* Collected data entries
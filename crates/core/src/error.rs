//! Domain error model.

use thiserror::Error;

/// Result type used across the domain layer.
pub type DomainResult<T> = Result<T, DomainError>;

/// Domain-level error.
///
/// Keep this focused on deterministic, business/domain failures (validation,
/// invariants, conflicts). Infrastructure concerns belong elsewhere.
#[derive(Debug, Error, Clone, PartialEq, Eq)]
pub enum DomainError {
    /// A value failed validation (e.g. malformed input).
    #[error("validation failed: {0}")]
    Validation(String),

    /// A domain invariant was violated.
    #[error("invariant violated: {0}")]
    InvariantViolation(String),

    /// An identifier was invalid (e.g. parse failure).
    #[error("invalid identifier: {0}")]
    InvalidId(String),

    /// A requested resource was not found, or belongs to another tenant.
    #[error("not found")]
    NotFound,

    /// A conflict occurred (duplicate definition, stale version, dependent records).
    #[error("conflict: {0}")]
    Conflict(String),

    /// The request is well-formed but not allowed in the current state
    /// (e.g. overpayment, editing a paid invoice).
    #[error("bad request: {0}")]
    BadRequest(String),

    /// Authorization failure at the domain boundary.
    #[error("unauthorized")]
    Unauthorized,
}

impl DomainError {
    pub fn validation(msg: impl Into<String>) -> Self {
        Self::Validation(msg.into())
    }

    pub fn invariant(msg: impl Into<String>) -> Self {
        Self::InvariantViolation(msg.into())
    }

    pub fn invalid_id(msg: impl Into<String>) -> Self {
        Self::InvalidId(msg.into())
    }

    pub fn conflict(msg: impl Into<String>) -> Self {
        Self::Conflict(msg.into())
    }

    pub fn bad_request(msg: impl Into<String>) -> Self {
        Self::BadRequest(msg.into())
    }

    pub fn not_found() -> Self {
        Self::NotFound
    }

    /// Stable machine-readable error kind.
    pub fn kind(&self) -> &'static str {
        match self {
            DomainError::Validation(_) => "validation_error",
            DomainError::InvariantViolation(_) => "invariant_violation",
            DomainError::InvalidId(_) => "invalid_id",
            DomainError::NotFound => "not_found",
            DomainError::Conflict(_) => "conflict",
            DomainError::BadRequest(_) => "bad_request",
            DomainError::Unauthorized => "unauthorized",
        }
    }
}

#[cfg(test)]
mod tests {
    use super::*;

    #[test]
    fn kinds_are_stable() {
        assert_eq!(DomainError::validation("x").kind(), "validation_error");
        assert_eq!(DomainError::not_found().kind(), "not_found");
        assert_eq!(DomainError::conflict("x").kind(), "conflict");
        assert_eq!(DomainError::bad_request("x").kind(), "bad_request");
    }

    #[test]
    fn bad_request_message_is_preserved() {
        let err = DomainError::bad_request("payment exceeds due amount");
        assert_eq!(err.to_string(), "bad request: payment exceeds due amount");
    }
}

* Assigned task
Reproduce the data above in full, with no line missing.

* Your solution
filename crates/core/src/error.rs
//! Domain error model.

use thiserror::Error;

/// Result type used across the domain layer.
pub type DomainResult<T> = Result<T, DomainError>;

/// Domain-level error.
///
/// Keep this focused on deterministic, business/domain failures (validation,
/// invariants, conflicts). Infrastructure concerns belong elsewhere.
#[derive(Debug, Error, Clone, PartialEq, Eq)]
pub enum DomainError {
    /// A value failed validation (e.g. malformed input).
    #[error("validation failed: {0}")]
    Validation(String),

    /// A domain invariant was violated.
    #[error("invariant violated: {0}")]
    InvariantViolation(String),

    /// An identifier was invalid (e.g. parse failure).
    #[error("invalid identifier: {0}")]
    InvalidId(String),

    /// A requested resource was not found, or belongs to another tenant.
    #[error("not found")]
    NotFound,

    /// A conflict occurred (duplicate definition, stale version, dependent records).
    #[error("conflict: {0}")]
    Conflict(String),

    /// The request is well-formed but not allowed in the current state
    /// (e.g. overpayment, editing a paid invoice).
    #[error("bad request: {0}")]
    BadRequest(String),

    /// Authorization failure at the domain boundary.
    #[error("unauthorized")]
    Unauthorized,
}

impl DomainError {
    pub fn validation(msg: impl Into<String>) -> Self {
        Self::Validation(msg.into())
    }

    pub fn invariant(msg: impl Into<String>) -> Self {
        Self::InvariantViolation(msg.into())
    }

    pub fn invalid_id(msg: impl Into<String>) -> Self {
        Self::InvalidId(msg.into())
    }

    pub fn conflict(msg: impl Into<String>) -> Self {
        Self::Conflict(msg.into())
    }

    pub fn bad_request(msg: impl Into<String>) -> Self {
        Self::BadRequest(msg.into())
    }

    pub fn not_found() -> Self {
        Self::NotFound
    }

    /// Stable machine-readable error kind.
    pub fn kind(&self) -> &'static str {
        match self {
            DomainError::Validation(_) => "validation_error",
            DomainError::InvariantViolation(_) => "invariant_violation",
            DomainError::InvalidId(_) => "invalid_id",
            DomainError::NotFound => "not_found",
            DomainError::Conflict(_) => "conflict",
            DomainError::BadRequest(_) => "bad_request",
            DomainError::Unauthorized => "unauthorized",
        }
    }
}

#[cfg(test)]
mod tests {
    use super::*;

    #[test]
    fn kinds_are_stable() {
        assert_eq!(DomainError::validation("x").kind(), "validation_error");
        assert_eq!(DomainError::not_found().kind(), "not_found");
        assert_eq!(DomainError::conflict("x").kind(), "conflict");
        assert_eq!(DomainError::bad_request("x").kind(), "bad_request");
    }

    #[test]
    fn bad_request_message_is_preserved() {
        let err = DomainError::bad_request("payment exceeds due amount");
        assert_eq!(err.to_string(), "bad request: payment exceeds due amount");
    }
}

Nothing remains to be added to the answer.